POWERNAP – OREOSMITH
(Klownhouse Recordz)

Mit diesem Mini-Album melden sich die Kanadier von POWERNAP erstmals zu Wort und präsentieren sechs Lieder, die die Band selbst als Punkrock bezeichnet. Ich selbst finde das trifft nicht unbedingt auf alle Songs zu, aber der Punkrock-Einfluss ist dennoch nicht von der Hand zu weisen.

Die ersten drei Stücke würde ich eher in der melodischen Power-Rock-Ecke verorten. In mittlerem Tempo und mit leicht poppigem Einschlag verbreitet das Quintett textlich gesehen gute Laune. Musikalisch schwingt aber auch immer ein bisschen Melancholie mit. So ergibt sich ein doch eher unspektakulärer, zurückhaltender Sound, der mehr dazu einlädt in Gedanken zu schwelgen, als ekstatisch das Tanzbein zu schwingen.
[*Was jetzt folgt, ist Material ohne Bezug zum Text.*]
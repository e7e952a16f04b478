use crate::ui::like::intent::LikeIntent;
use crate::ui::like::state::{LikeBoardState, LikeRequest};
use crate::ui::mvi::Reducer;

pub struct LikeReducer;

impl Reducer for LikeReducer {
    type State = LikeBoardState;
    type Intent = LikeIntent;

    fn reduce(mut state: Self::State, intent: Self::Intent) -> Self::State {
        match intent {
            LikeIntent::Activated { post_id } => {
                let card = state.cards.entry(post_id).or_default();
                card.generation += 1;
                card.hydrated = false;
                card.in_flight = Some(LikeRequest::Hydrate);
                // `liked` keeps its previous value until the server answers.
            }
            LikeIntent::Hydrated {
                post_id,
                generation,
                liked,
            } => {
                if let Some(card) = state.cards.get_mut(&post_id) {
                    // A stale generation means the card was re-activated
                    // while this response was in flight; the newer
                    // activation owns the card now.
                    if card.generation == generation {
                        card.liked = liked;
                        card.hydrated = true;
                        card.in_flight = None;
                    }
                }
            }
            LikeIntent::HydrateFailed {
                post_id,
                generation,
            } => {
                if let Some(card) = state.cards.get_mut(&post_id) {
                    if card.generation == generation {
                        card.in_flight = None;
                    }
                }
            }
            LikeIntent::ToggleRequested { post_id } => {
                if let Some(card) = state.cards.get_mut(&post_id) {
                    if card.in_flight.is_none() {
                        card.in_flight = Some(LikeRequest::Toggle);
                    }
                }
            }
            LikeIntent::ToggleConfirmed { post_id, liked } => {
                if let Some(card) = state.cards.get_mut(&post_id) {
                    if card.in_flight == Some(LikeRequest::Toggle) {
                        card.liked = liked;
                        card.hydrated = true;
                        card.in_flight = None;
                    }
                }
            }
            LikeIntent::ToggleFailed { post_id } => {
                if let Some(card) = state.cards.get_mut(&post_id) {
                    if card.in_flight == Some(LikeRequest::Toggle) {
                        card.in_flight = None;
                    }
                }
            }
            LikeIntent::Reset => {
                state.cards.clear();
            }
        }
        state
    }
}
Beim vierten und auch eindeutig kürzesten Song gibt man dann etwas mehr Gas, nur um dann auch gleich wieder auf die Bremse zu treten. Beim letzten Stück legt man dann allerdings nochmals etwas an Tempo zu, bleibt dabei aber doch weitgehend farblos. Die Melodien erweisen sich ebenso als recht gewöhnlich, ohne großen Schnickschnack  und durchaus massenkompatibel. Die Produktion ist gut gelungen, aber irgendwie macht sich, die beiden flotteren Lieder mal ausgenommen, kein richtiger Druck oder Vorwärtsdrang bemerkbar, so dass die Scheibe doch ziemlich gemächlich daher kommt.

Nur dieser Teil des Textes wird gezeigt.